Por eso yo quisiera erigirme en profeta de una nueva religión tan vieja, al menos, como el Antiguo Testamento e invitar a todos los abortorios del mundo a no incinerar de manera secreta y discreta las criaturas arrancadas de los vientres de sus madres: elevemos, en las plazas públicas de todas las grandes capitales de la Nueva Civilización (Nueva York, Londres, París, Ginebra, Barcelona…) gigantescas esculturas de Moloch en flamante bronce, diseñadas por las mejores firmas del mundo de la moda; encendamos en sus tripas una hoguera purificadora y quememos, arrojando esos infortunados cuerpecillos en las fauces de la Bestia, nuestros sacrificios de sangre inocente. Cuando los cananeos y, después, sus descendientes fenicios y cartagineses sacrificaban así a sus vástagos, lo hacían para demostrar a sus terribles dioses cuán en el colmo de su desesperación se hallaban y cuán indispensable se les hacía la intervención de las fuerzas del cosmos en la hora de su angustia. Hoy matamos bebés por aburrimiento, porque nos son inconvenientes, porque, de forma totalmente incomprensible, al parecer una nutrida representación de la población femenina de este planeta preña por accidente.

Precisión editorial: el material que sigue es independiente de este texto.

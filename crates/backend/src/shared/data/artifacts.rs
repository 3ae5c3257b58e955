use contracts::shared::artifacts::{ArtifactStatus, ArtifactStatusResponse, DatasetName};
use once_cell::sync::OnceCell;
use std::collections::BTreeMap;
use std::path::{Path, PathBuf};
use std::sync::{Arc, RwLock};
use thiserror::Error;

use crate::shared::table::{CsvError, Table};

/// Why an artifact is absent
#[derive(Debug, Error)]
pub enum LoadError {
    #[error("file not found: {0}")]
    NotFound(String),

    #[error("cannot read {path}: {source}")]
    Io {
        path: String,
        #[source]
        source: std::io::Error,
    },

    #[error("cannot parse {path}: {source}")]
    Csv {
        path: String,
        #[source]
        source: CsvError,
    },

    #[error("{0} has no header row")]
    NoHeader(String),
}

/// Read and parse one artifact
pub fn load_table(path: &Path) -> Result<Table, LoadError> {
    let display = path.display().to_string();

    if !path.exists() {
        return Err(LoadError::NotFound(display));
    }

    let file = std::fs::File::open(path).map_err(|source| LoadError::Io {
        path: display.clone(),
        source,
    })?;

    let table = Table::from_csv(file).map_err(|source| LoadError::Csv {
        path: display.clone(),
        source,
    })?;

    if table.columns().is_empty() {
        return Err(LoadError::NoHeader(display));
    }

    Ok(table)
}

/// Outcome of loading every known artifact once. Immutable after construction.
#[derive(Debug)]
pub struct Datasets {
    root: PathBuf,
    entries: BTreeMap<DatasetName, Result<Table, LoadError>>,
}

impl Datasets {
    /// Load every artifact under `root`. Never fails: unreadable artifacts are
    /// recorded as absent.
    pub fn load(root: &Path) -> Self {
        let mut entries = BTreeMap::new();

        for dataset in DatasetName::ALL {
            let path = root.join(dataset.relative_path());
            let result = load_table(&path);

            match &result {
                Ok(table) => tracing::info!(
                    "Artifact '{}' loaded: {} rows, {} columns",
                    dataset,
                    table.len(),
                    table.columns().len()
                ),
                Err(e) => tracing::warn!("Artifact '{}' unavailable: {}", dataset, e),
            }

            entries.insert(dataset, result);
        }

        Self {
            root: root.to_path_buf(),
            entries,
        }
    }

    /// In-memory datasets; names not given are absent
    pub fn from_tables(tables: impl IntoIterator<Item = (DatasetName, Table)>) -> Self {
        let mut entries: BTreeMap<DatasetName, Result<Table, LoadError>> = DatasetName::ALL
            .iter()
            .map(|&d| (d, Err(LoadError::NotFound(d.relative_path().to_string()))))
            .collect();

        for (dataset, table) in tables {
            entries.insert(dataset, Ok(table));
        }

        Self {
            root: PathBuf::new(),
            entries,
        }
    }

    /// The table, or `None` when the artifact is absent
    pub fn get(&self, dataset: DatasetName) -> Option<&Table> {
        self.entries.get(&dataset).and_then(|r| r.as_ref().ok())
    }

    pub fn error(&self, dataset: DatasetName) -> Option<&LoadError> {
        self.entries.get(&dataset).and_then(|r| r.as_ref().err())
    }

    pub fn status(&self) -> ArtifactStatusResponse {
        let artifacts = DatasetName::ALL
            .iter()
            .map(|&dataset| {
                let table = self.get(dataset);
                ArtifactStatus {
                    dataset,
                    path: dataset.relative_path().to_string(),
                    available: table.is_some(),
                    rows: table.map(Table::len),
                    columns: table.map(|t| t.columns().len()),
                    reason: self.error(dataset).map(|e| e.to_string()),
                }
            })
            .collect();

        ArtifactStatusResponse {
            root: self.root.display().to_string(),
            artifacts,
        }
    }
}

/// Process-wide memo of the loaded artifacts.
///
/// The first `snapshot()` reads disk; later calls share the same `Arc` until
/// `reload()` replaces it.
#[derive(Debug)]
pub struct ArtifactCache {
    root: PathBuf,
    snapshot: RwLock<Option<Arc<Datasets>>>,
}

impl ArtifactCache {
    pub fn new(root: impl Into<PathBuf>) -> Self {
        Self {
            root: root.into(),
            snapshot: RwLock::new(None),
        }
    }

    pub fn root(&self) -> &Path {
        &self.root
    }

    pub fn snapshot(&self) -> Arc<Datasets> {
        {
            let cached = self.snapshot.read().unwrap_or_else(|e| e.into_inner());
            if let Some(datasets) = cached.as_ref() {
                return Arc::clone(datasets);
            }
        }

        let mut slot = self.snapshot.write().unwrap_or_else(|e| e.into_inner());
        // Another request may have loaded while we waited for the write lock
        if let Some(datasets) = slot.as_ref() {
            return Arc::clone(datasets);
        }

        tracing::info!("Loading artifacts from {}", self.root.display());
        let datasets = Arc::new(Datasets::load(&self.root));
        *slot = Some(Arc::clone(&datasets));
        datasets
    }

    /// Drop the memo and read every artifact again
    pub fn reload(&self) -> Arc<Datasets> {
        tracing::info!("Reloading artifacts from {}", self.root.display());
        let datasets = Arc::new(Datasets::load(&self.root));
        let mut slot = self.snapshot.write().unwrap_or_else(|e| e.into_inner());
        *slot = Some(Arc::clone(&datasets));
        datasets
    }
}

static ARTIFACTS: OnceCell<ArtifactCache> = OnceCell::new();

/// Install the process-wide cache rooted at `root`
pub fn initialize_artifacts(root: PathBuf) -> anyhow::Result<()> {
    ARTIFACTS
        .set(ArtifactCache::new(root))
        .map_err(|_| anyhow::anyhow!("artifact cache is already initialized"))
}

/// Process-wide cache; rooted at the working directory if never initialized
pub fn get_artifacts() -> &'static ArtifactCache {
    ARTIFACTS.get_or_init(|| ArtifactCache::new("."))
}

#[cfg(test)]
mod tests {
    use super::*;
    use std::fs;

    fn write(root: &Path, dataset: DatasetName, contents: &str) {
        let path = root.join(dataset.relative_path());
        fs::create_dir_all(path.parent().unwrap()).unwrap();
        fs::write(path, contents).unwrap();
    }

    #[test]
    fn test_every_dataset_absent_in_empty_root() {
        let dir = tempfile::tempdir().unwrap();
        let datasets = Datasets::load(dir.path());

        for dataset in DatasetName::ALL {
            assert!(datasets.get(dataset).is_none());
            assert!(matches!(datasets.error(dataset), Some(LoadError::NotFound(_))));
        }
        assert!(datasets.status().artifacts.iter().all(|a| !a.available));
    }

    #[test]
    fn test_present_and_malformed_artifacts() {
        let dir = tempfile::tempdir().unwrap();
        write(dir.path(), DatasetName::Baseline, "Description,revenue,avg_price\nX,100,5\n");
        write(dir.path(), DatasetName::Rules, "support,confidence,lift\n");
        write(dir.path(), DatasetName::Promo, "a,b\n1,2\n1,2,3\n");
        write(dir.path(), DatasetName::Audit, "");

        let datasets = Datasets::load(dir.path());

        assert_eq!(datasets.get(DatasetName::Baseline).map(Table::len), Some(1));
        assert_eq!(datasets.get(DatasetName::Rules).map(Table::len), Some(0));
        assert!(matches!(datasets.error(DatasetName::Promo), Some(LoadError::Csv { .. })));
        assert!(matches!(datasets.error(DatasetName::Audit), Some(LoadError::NoHeader(_))));
        assert!(datasets.get(DatasetName::Transactions).is_none());

        let status = datasets.status();
        let rules = status
            .artifacts
            .iter()
            .find(|a| a.dataset == DatasetName::Rules)
            .unwrap();
        assert!(rules.available);
        assert_eq!(rules.rows, Some(0));
        assert_eq!(rules.columns, Some(3));
    }

    #[test]
    fn test_short_row_keeps_artifact_available() {
        let dir = tempfile::tempdir().unwrap();
        write(dir.path(), DatasetName::Baseline, "Description,revenue,avg_price\nX,100,5\nY,50\n");

        let datasets = Datasets::load(dir.path());
        let baseline = datasets.get(DatasetName::Baseline).unwrap();

        assert_eq!(baseline.len(), 2);
        assert_eq!(baseline.rows()[1][2], contracts::shared::table::CellValue::Null);
    }

    #[test]
    fn test_cache_memoizes_until_reload() {
        let dir = tempfile::tempdir().unwrap();
        let cache = ArtifactCache::new(dir.path());

        let first = cache.snapshot();
        assert!(first.get(DatasetName::Baseline).is_none());

        write(dir.path(), DatasetName::Baseline, "Description,revenue\nX,100\n");

        let second = cache.snapshot();
        assert!(Arc::ptr_eq(&first, &second));
        assert!(second.get(DatasetName::Baseline).is_none());

        let reloaded = cache.reload();
        assert!(reloaded.get(DatasetName::Baseline).is_some());
        assert!(Arc::ptr_eq(&reloaded, &cache.snapshot()));
    }

    #[test]
    fn test_from_tables_marks_others_absent() {
        let table = Table::from_csv("x\n1\n".as_bytes()).unwrap();
        let datasets = Datasets::from_tables([(DatasetName::Promo, table)]);

        assert!(datasets.get(DatasetName::Promo).is_some());
        assert!(datasets.get(DatasetName::Rules).is_none());
    }
}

Les invito a que busquen en interné la escena del sacrificio de la película El joven Sherlock Holmes: la música está muy lograda, la puesta en escena es superior y los miembros de la secta son lo bastante terroríficos como para poder fungir como sacerdotes de Moloch dignos de las más terribles maldiciones bíblicas.
Lo repetiré una vez más: basta de abortorios higiénicos y cremaciones de bebés: paran y sacrifiquen a sus hijos a Moloch; asuman la carga psicológica de arrojar un bebé al fuego y no se escuden en la legalidad vigente y en unos sórdidos procedimientos médicos. Ofrézcanle sangre, dolor y llanto a Baal-Moloch a ver si les escucha y atiende sus plegarias.
Dirán que he perdido la cabeza. Y yo les citaré al profeta Jeremías:
Han construido los altos de Baal para quemar a sus hijos en el fuego, en holocausto a Baal –lo que no les mandé ni les dije ni me pasó por las mientes-. Por tanto he aquí que vienen días en que no se hablará más de Tófet ni del valle de Ben Hinnom, sino del «Valle de la Matanza». Vaciaré la prudencia de Judá y Jerusalén a causa de este lugar: les haré caer a espada ante sus enemigos por mano de los que busquen su muerte; daré sus cadáveres por comida a las aves del cielo y a las bestias de la tierra y convertiré esta ciudad en desolación y en rechifla. (Jer 19, 5-8).
Pocas abominaciones concitan tantas y tan reiteradas maldiciones de Dios como los sacrificios de niños a Moloch. Quizá si los abortistas reconociesen públicamente su adhesión a la secta cananea podríamos impetrar ya del Señor Su gloriosa venida.
Entre tanto: «Rame Tep, Rame Tep: ¡ven, señor Moloch!»